## Task prompt
Begin at the line below that has "move |item, _|" and stop after the line that has "items.extend(users.items());". Please restate only those lines, word for word.

*** Opening of Stored data ***

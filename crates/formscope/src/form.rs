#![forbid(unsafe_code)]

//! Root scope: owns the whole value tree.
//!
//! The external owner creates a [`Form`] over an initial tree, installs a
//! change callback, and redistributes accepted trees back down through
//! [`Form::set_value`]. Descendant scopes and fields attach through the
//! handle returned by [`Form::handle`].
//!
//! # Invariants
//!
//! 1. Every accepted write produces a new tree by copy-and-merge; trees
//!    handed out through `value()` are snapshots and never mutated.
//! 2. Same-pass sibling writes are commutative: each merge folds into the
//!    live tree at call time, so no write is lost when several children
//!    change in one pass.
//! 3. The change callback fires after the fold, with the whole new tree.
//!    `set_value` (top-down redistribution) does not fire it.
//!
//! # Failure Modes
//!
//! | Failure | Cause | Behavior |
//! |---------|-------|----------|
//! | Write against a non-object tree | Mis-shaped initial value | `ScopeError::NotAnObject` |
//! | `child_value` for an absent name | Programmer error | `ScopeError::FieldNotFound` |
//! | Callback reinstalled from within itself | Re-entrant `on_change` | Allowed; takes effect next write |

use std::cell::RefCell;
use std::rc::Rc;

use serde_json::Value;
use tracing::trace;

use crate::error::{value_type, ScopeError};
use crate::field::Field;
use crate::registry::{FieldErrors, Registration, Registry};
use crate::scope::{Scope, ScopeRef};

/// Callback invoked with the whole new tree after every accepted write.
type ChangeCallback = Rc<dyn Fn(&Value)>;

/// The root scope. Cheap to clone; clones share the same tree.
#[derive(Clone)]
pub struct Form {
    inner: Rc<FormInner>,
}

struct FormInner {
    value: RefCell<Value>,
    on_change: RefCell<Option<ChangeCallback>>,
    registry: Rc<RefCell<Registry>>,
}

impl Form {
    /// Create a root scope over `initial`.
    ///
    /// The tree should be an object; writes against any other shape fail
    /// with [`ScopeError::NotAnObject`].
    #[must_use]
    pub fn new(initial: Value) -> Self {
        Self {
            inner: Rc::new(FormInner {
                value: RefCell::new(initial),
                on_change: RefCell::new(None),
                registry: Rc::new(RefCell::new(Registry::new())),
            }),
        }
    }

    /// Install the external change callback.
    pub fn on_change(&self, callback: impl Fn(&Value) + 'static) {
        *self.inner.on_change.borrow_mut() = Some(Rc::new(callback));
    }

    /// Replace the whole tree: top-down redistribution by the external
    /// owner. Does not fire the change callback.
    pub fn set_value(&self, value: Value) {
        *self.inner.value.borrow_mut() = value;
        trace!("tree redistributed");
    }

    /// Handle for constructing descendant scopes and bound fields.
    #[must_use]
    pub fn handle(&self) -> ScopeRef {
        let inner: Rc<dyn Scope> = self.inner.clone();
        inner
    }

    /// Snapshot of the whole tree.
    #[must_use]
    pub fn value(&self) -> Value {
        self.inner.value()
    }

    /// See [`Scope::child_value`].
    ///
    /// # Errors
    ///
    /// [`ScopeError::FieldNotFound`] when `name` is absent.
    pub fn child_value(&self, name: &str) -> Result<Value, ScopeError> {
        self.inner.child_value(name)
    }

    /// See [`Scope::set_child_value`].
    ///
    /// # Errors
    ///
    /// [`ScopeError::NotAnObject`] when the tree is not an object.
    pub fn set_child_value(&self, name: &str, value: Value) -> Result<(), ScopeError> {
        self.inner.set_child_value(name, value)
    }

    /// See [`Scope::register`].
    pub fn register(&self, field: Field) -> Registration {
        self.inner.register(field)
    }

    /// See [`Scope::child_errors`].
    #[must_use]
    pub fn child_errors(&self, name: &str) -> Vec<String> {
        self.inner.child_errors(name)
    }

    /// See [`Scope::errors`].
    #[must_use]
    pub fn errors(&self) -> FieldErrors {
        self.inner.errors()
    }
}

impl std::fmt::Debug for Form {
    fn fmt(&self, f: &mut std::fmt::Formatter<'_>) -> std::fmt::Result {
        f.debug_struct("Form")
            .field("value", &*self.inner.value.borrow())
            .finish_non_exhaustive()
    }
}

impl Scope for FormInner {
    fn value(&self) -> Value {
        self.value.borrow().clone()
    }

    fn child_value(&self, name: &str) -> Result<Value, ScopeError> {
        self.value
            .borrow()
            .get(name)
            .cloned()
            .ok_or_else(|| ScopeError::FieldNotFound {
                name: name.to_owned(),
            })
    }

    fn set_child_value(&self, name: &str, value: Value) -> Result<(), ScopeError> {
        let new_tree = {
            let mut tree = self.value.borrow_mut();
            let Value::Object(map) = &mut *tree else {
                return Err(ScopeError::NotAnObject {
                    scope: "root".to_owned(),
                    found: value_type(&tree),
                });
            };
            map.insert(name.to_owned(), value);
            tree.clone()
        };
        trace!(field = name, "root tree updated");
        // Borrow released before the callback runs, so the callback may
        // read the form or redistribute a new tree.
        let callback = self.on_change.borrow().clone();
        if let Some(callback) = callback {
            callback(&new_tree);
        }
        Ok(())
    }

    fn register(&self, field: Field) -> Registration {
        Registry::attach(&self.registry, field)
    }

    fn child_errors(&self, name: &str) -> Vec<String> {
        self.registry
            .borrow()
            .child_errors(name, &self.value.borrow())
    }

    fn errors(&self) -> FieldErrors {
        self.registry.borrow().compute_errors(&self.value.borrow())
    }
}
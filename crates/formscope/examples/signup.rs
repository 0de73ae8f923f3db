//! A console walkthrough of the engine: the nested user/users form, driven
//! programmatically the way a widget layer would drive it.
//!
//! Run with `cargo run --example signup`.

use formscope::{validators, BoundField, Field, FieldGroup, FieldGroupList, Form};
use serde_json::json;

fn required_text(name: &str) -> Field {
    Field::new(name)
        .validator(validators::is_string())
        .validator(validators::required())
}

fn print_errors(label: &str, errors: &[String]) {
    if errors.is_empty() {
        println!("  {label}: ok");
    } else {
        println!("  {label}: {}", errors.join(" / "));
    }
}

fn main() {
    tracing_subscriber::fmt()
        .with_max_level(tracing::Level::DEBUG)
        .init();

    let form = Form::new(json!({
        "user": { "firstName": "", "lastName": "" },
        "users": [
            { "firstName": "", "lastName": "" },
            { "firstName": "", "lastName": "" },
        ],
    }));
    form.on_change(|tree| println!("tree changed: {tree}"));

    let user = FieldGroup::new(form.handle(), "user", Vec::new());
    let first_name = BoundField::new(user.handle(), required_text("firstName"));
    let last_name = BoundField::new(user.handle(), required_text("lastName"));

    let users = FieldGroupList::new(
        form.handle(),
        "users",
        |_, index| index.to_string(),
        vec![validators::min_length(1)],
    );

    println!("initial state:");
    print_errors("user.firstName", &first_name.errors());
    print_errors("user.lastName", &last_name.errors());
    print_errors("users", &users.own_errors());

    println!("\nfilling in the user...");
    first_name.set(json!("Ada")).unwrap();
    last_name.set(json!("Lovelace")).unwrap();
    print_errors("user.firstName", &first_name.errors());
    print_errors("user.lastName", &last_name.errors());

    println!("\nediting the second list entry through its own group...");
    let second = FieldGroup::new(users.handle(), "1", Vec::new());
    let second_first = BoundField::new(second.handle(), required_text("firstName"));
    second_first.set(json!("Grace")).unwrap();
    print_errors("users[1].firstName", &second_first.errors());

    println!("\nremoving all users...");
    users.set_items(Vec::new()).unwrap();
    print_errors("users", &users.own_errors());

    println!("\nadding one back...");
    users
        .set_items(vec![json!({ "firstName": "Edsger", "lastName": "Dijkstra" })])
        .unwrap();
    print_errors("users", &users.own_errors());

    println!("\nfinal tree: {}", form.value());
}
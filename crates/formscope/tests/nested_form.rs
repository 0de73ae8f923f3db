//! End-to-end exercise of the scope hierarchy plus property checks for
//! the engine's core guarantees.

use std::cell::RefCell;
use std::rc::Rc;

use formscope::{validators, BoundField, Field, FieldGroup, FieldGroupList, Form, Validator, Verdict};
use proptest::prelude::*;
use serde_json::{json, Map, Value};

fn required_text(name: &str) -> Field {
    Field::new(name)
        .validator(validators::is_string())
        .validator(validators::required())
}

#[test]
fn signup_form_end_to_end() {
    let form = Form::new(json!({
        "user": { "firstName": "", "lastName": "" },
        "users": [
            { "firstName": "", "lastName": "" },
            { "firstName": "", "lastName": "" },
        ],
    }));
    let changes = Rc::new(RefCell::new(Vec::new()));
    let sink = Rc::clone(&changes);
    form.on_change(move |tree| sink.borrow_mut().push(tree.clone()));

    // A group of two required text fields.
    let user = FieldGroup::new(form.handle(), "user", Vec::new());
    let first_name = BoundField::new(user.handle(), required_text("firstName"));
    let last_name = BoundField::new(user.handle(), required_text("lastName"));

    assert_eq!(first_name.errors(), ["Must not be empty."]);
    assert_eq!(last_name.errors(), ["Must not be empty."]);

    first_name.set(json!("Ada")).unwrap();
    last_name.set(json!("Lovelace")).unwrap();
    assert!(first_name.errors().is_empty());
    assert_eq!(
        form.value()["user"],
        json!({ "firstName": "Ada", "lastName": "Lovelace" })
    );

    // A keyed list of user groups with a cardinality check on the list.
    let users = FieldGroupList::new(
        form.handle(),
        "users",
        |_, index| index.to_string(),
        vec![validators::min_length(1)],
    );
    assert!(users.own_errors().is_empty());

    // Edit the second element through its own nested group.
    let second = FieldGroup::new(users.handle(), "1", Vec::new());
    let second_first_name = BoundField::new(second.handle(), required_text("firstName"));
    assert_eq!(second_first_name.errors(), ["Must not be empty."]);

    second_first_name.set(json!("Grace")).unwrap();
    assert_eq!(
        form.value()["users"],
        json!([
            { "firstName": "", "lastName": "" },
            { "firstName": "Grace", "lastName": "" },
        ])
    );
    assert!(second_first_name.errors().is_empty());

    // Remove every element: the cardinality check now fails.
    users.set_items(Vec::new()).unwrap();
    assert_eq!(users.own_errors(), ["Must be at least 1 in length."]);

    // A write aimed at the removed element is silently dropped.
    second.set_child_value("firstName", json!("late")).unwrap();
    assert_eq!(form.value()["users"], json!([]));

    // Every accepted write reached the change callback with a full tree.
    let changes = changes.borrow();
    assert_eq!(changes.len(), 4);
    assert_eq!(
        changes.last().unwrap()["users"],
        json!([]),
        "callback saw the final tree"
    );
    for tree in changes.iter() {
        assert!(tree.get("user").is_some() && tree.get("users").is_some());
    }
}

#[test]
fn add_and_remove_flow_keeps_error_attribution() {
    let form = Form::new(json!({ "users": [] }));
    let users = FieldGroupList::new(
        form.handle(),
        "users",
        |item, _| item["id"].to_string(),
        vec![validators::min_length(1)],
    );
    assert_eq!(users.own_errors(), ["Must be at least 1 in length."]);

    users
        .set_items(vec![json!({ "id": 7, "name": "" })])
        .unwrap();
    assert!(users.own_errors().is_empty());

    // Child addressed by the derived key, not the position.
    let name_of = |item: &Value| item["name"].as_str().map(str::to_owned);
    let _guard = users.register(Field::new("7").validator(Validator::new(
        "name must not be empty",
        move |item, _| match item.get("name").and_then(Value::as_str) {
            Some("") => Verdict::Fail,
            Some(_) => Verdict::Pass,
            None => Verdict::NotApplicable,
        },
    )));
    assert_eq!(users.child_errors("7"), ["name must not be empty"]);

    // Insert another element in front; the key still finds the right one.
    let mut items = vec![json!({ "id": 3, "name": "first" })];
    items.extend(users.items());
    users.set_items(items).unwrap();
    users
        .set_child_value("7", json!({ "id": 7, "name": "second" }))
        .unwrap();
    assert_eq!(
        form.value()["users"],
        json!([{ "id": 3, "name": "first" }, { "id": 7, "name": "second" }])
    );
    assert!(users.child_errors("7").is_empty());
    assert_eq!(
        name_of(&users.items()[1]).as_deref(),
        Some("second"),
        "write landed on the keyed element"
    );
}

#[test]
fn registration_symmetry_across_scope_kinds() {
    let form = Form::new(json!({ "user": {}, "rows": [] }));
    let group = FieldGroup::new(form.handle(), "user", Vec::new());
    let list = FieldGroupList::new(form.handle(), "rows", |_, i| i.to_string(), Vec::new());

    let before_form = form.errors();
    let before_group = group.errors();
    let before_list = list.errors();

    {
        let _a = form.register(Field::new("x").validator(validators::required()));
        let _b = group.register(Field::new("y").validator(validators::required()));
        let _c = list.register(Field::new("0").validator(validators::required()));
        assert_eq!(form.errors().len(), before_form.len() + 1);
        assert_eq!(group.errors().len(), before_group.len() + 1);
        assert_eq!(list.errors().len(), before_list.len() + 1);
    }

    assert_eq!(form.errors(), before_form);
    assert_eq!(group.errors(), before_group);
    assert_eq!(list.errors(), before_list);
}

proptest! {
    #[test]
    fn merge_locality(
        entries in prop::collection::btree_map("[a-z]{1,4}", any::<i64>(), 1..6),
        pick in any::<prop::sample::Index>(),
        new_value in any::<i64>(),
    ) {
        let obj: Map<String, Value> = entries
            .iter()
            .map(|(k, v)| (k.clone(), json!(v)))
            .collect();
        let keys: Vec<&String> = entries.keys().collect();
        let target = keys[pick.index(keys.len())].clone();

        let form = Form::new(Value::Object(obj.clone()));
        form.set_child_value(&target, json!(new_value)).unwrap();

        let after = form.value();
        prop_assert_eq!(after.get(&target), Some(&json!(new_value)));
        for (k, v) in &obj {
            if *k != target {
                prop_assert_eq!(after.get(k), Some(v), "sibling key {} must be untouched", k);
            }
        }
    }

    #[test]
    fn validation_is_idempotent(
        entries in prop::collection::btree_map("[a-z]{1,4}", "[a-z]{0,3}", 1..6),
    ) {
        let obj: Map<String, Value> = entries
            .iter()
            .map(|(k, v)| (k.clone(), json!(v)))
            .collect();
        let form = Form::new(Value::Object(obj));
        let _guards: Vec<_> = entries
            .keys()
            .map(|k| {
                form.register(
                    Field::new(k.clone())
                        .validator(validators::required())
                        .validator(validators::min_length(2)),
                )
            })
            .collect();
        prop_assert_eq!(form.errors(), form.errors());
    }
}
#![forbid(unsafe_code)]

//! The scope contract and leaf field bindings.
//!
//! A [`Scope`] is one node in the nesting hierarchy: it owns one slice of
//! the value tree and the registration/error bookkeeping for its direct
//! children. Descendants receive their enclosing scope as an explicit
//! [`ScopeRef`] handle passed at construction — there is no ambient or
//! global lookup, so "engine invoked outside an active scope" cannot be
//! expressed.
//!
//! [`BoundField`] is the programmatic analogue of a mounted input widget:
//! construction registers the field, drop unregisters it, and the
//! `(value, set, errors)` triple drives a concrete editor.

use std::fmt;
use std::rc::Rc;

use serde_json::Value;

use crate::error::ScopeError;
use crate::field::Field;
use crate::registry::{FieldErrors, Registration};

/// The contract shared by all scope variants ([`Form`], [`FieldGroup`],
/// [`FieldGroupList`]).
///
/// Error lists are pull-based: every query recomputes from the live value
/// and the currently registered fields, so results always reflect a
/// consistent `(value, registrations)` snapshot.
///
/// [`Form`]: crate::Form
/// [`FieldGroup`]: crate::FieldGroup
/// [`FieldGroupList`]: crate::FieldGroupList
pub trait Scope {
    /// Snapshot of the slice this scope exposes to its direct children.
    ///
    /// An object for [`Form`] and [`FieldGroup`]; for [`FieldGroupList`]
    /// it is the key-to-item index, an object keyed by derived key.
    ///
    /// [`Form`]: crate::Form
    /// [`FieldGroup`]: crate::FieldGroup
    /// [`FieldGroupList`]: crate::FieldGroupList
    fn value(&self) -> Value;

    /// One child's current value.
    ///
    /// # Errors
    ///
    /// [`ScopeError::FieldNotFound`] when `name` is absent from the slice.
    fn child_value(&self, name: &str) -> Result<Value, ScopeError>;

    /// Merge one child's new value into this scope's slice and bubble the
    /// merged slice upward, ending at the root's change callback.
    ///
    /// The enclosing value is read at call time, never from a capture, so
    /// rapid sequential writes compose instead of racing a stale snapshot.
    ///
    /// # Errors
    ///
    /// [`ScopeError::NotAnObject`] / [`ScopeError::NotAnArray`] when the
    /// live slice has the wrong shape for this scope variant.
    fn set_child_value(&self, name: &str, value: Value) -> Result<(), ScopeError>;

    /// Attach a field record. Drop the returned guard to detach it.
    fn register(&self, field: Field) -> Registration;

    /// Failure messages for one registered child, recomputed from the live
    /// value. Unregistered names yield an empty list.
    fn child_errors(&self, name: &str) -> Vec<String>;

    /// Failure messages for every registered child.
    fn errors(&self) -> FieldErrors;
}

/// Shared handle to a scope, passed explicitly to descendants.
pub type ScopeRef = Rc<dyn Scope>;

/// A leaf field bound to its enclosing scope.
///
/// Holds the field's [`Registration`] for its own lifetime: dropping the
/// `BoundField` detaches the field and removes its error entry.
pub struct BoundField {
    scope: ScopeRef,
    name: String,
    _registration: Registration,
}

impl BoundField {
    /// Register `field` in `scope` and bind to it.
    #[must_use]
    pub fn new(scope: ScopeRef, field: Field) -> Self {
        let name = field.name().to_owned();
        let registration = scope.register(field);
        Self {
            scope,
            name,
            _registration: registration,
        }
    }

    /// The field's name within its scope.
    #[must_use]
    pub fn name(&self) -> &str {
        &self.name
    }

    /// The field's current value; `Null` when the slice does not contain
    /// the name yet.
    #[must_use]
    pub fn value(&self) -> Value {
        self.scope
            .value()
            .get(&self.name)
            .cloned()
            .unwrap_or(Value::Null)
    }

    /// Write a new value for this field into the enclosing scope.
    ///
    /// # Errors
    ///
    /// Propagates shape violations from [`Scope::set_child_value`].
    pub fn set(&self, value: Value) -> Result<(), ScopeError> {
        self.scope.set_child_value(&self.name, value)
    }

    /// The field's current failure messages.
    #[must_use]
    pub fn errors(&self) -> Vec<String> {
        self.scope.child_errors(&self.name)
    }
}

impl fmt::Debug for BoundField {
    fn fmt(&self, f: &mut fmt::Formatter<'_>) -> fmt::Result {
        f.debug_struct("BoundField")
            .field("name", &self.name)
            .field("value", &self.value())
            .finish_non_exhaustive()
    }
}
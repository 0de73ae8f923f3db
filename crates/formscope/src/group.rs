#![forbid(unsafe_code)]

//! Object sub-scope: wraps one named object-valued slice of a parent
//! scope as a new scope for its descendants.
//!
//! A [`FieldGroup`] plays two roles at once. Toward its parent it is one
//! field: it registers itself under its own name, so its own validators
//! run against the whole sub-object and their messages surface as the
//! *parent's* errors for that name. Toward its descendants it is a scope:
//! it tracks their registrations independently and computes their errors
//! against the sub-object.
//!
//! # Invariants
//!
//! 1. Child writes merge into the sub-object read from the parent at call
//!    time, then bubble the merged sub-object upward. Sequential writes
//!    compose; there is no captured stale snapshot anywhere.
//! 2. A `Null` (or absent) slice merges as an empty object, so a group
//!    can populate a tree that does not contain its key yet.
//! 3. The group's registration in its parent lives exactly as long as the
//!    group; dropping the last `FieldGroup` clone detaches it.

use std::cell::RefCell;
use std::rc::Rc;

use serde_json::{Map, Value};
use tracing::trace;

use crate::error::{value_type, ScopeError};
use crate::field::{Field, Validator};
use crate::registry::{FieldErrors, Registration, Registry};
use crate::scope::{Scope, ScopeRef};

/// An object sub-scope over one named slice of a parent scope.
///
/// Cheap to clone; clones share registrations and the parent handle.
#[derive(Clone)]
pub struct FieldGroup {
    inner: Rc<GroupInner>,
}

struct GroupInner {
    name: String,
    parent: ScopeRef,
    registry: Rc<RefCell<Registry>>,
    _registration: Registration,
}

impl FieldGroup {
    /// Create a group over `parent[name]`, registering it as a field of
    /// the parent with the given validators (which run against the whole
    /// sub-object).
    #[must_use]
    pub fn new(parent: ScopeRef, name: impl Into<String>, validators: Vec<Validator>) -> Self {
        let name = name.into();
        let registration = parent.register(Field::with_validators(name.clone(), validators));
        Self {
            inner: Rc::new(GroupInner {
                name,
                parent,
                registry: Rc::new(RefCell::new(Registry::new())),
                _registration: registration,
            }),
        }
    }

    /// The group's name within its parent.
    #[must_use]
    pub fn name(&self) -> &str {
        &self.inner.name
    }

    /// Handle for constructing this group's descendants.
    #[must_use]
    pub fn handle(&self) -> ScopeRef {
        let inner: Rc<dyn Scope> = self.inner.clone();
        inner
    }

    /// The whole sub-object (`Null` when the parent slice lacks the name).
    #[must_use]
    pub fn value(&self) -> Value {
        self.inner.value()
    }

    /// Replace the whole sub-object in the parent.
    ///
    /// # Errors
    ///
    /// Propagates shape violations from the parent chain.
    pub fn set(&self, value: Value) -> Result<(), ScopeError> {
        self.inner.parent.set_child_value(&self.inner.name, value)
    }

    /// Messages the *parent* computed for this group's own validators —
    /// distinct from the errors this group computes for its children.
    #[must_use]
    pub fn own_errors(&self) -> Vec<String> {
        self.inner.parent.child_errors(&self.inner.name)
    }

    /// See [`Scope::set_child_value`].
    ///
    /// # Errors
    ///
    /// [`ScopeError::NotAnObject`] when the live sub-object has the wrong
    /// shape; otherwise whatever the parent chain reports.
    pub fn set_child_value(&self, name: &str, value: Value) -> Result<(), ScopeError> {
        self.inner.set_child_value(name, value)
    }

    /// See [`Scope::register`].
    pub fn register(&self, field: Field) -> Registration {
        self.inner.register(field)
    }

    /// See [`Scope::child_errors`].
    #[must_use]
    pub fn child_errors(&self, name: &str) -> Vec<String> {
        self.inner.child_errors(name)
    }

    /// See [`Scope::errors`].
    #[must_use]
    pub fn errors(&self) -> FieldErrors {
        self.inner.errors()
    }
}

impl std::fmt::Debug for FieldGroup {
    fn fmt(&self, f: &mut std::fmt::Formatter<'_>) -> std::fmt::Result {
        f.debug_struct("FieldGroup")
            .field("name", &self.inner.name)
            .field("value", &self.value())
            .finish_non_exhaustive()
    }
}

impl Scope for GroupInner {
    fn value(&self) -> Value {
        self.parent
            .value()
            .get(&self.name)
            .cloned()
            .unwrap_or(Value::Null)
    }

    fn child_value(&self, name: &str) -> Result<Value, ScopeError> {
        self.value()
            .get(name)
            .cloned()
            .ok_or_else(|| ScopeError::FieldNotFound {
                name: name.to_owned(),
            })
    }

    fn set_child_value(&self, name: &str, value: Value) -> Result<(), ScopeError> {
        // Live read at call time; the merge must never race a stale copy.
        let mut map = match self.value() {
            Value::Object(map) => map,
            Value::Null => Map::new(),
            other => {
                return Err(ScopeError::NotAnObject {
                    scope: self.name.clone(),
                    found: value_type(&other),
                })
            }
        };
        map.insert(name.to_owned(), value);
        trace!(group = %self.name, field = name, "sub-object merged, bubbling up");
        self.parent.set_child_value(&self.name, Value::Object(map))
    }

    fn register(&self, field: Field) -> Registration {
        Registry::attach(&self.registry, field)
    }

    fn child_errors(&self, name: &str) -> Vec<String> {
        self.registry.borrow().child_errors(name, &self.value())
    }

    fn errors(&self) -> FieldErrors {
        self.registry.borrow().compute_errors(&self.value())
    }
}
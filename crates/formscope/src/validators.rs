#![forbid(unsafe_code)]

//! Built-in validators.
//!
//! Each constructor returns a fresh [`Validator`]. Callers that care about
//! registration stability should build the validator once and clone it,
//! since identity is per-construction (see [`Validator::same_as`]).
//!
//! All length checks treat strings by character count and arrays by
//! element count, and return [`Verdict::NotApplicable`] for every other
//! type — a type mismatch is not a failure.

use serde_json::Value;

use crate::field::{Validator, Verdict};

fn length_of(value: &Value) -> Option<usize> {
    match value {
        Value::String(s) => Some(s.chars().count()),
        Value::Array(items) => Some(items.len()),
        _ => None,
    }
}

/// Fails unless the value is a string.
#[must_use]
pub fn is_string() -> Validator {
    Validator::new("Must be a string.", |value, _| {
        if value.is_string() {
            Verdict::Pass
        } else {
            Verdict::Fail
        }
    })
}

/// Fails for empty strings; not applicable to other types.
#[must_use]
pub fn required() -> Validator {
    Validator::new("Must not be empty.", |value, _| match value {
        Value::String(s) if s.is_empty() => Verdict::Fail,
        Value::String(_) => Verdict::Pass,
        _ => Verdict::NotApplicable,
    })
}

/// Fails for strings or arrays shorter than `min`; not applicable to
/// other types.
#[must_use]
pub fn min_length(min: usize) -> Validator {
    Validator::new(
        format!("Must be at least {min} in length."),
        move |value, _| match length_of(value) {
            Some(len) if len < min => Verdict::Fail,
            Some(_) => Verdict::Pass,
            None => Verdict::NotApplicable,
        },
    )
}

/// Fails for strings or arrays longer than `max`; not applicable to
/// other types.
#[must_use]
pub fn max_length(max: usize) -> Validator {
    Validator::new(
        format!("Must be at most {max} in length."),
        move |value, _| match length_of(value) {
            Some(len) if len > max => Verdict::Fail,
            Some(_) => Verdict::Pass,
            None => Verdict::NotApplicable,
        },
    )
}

*** Close of Stored data ***

## Expected answer
        move |item, _| match item.get("name").and_then(Value::as_str) {
            Some("") => Verdict::Fail,
            Some(_) => Verdict::Pass,
            None => Verdict::NotApplicable,
        },
    )));
    assert_eq!(users.child_errors("7"), ["name must not be empty"]);

    // Insert another element in front; the key still finds the right one.
    let mut items = vec![json!({ "id": 3, "name": "first" })];
    items.extend(users.items());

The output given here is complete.